● **What to produce**
Scan the listing below and copy each line holding the word "finished".

====

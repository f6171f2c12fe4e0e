use thiserror::Error;

pub mod backup;
pub mod bundle;
pub mod cli;
pub mod compression;
pub mod config;
pub mod db;
pub mod delta;
pub mod logging;
pub mod page;
pub mod restore;
pub mod storage;
pub mod sync;
pub mod wal;
pub mod walparser;

pub type Result<T> = anyhow::Result<T>;

#[derive(Error, Debug)]
pub enum Error {
    #[error("invalid increment file header (wrong magic)")]
    InvalidIncrementFileHeader,
    #[error("unknown increment file header version {0:#04x}")]
    UnknownIncrementFileHeader(u8),
    #[error("increment data ended early: {0}")]
    IncrementTruncated(String),
    #[error("invalid page header in block {block} of {path}")]
    InvalidBlock { path: String, block: u32 },
    #[error("no delta bitmap found for {0}")]
    NoBitmapFound(String),
    #[error("unknown tablespace layout for {0}")]
    UnknownTableSpace(String),
    #[error("not a WAL segment file name: {0}")]
    NotWalFilename(String),
    #[error("invalid LSN: {0}")]
    InvalidLsn(String),
    #[error("WAL parse error: {0}")]
    WalParse(#[from] crate::walparser::ParseError),
    #[error("WAL data of {0} would be discarded after recording started")]
    CantDiscardWalData(String),
    #[error("part file is inconsistent: {0}")]
    PartFileInconsistent(String),
    #[error("tar size mismatch for {path}: expected {expected} bytes, wrote {actual}")]
    TarSizeMismatch {
        path: String,
        expected: u64,
        actual: u64,
    },
    #[error("destination directory is not empty: {0}")]
    NonEmptyDataDirectory(String),
    #[error("pg_control container not found in backup {0}")]
    PgControlNotFound(String),
    #[error("timeline changed during backup: {started} -> {finished}")]
    TimelineChanged { started: u32, finished: u32 },
    #[error("previous backup {previous} finished at {previous_finish} after the current start {current_start}")]
    BackupFromFuture {
        previous: String,
        previous_finish: String,
        current_start: String,
    },
    #[error("previous backup {previous} is from another database (system id {expected} vs {actual})")]
    BackupFromOtherDb {
        previous: String,
        expected: u64,
        actual: u64,
    },
    #[error("backup chain contains a cycle near {0}")]
    ChainCycle(String),
    #[error("backup chain is out of LSN order at {0}")]
    ChainLsnOrder(String),
    #[error("inconsistent increment metadata in sentinel of {0}")]
    InconsistentSentinel(String),
    #[error("missing backup: {0}")]
    MissingBackup(String),
    #[error("object not found: {0}")]
    ObjectNotFound(String),
    #[error("timeline history file not found: {0}")]
    HistoryFileNotFound(String),
    #[error("refusing to overwrite archived WAL file {0} with different content")]
    CantOverwriteWalFile(String),
    #[error("backup {0} is required by a permanent backup")]
    PermanentDependency(String),
    #[error("unsupported compression method: {0}")]
    UnsupportedCompression(String),
    #[error("serialization error")]
    Serde(#[from] serde_json::Error),
    #[error(transparent)]
    Io(#[from] std::io::Error),
    #[error("cli error: {0}")]
    Cli(String),
}

/// Entry point for the library, called by the CLI thin wrapper.
pub fn run<I, S>(args: I) -> Result<()>
where
    I: IntoIterator<Item = S>,
    S: Into<String>,
{
    let cli_args = cli::parse_args(args.into_iter().map(Into::into))?;
    logging::init_logging(cli_args.log_format)?;
    cli::dispatch(cli_args)
}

====

● **Result of the task**
    #[error("timeline changed during backup: {started} -> {finished}")]
    TimelineChanged { started: u32, finished: u32 },
    #[error("previous backup {previous} finished at {previous_finish} after the current start {current_start}")]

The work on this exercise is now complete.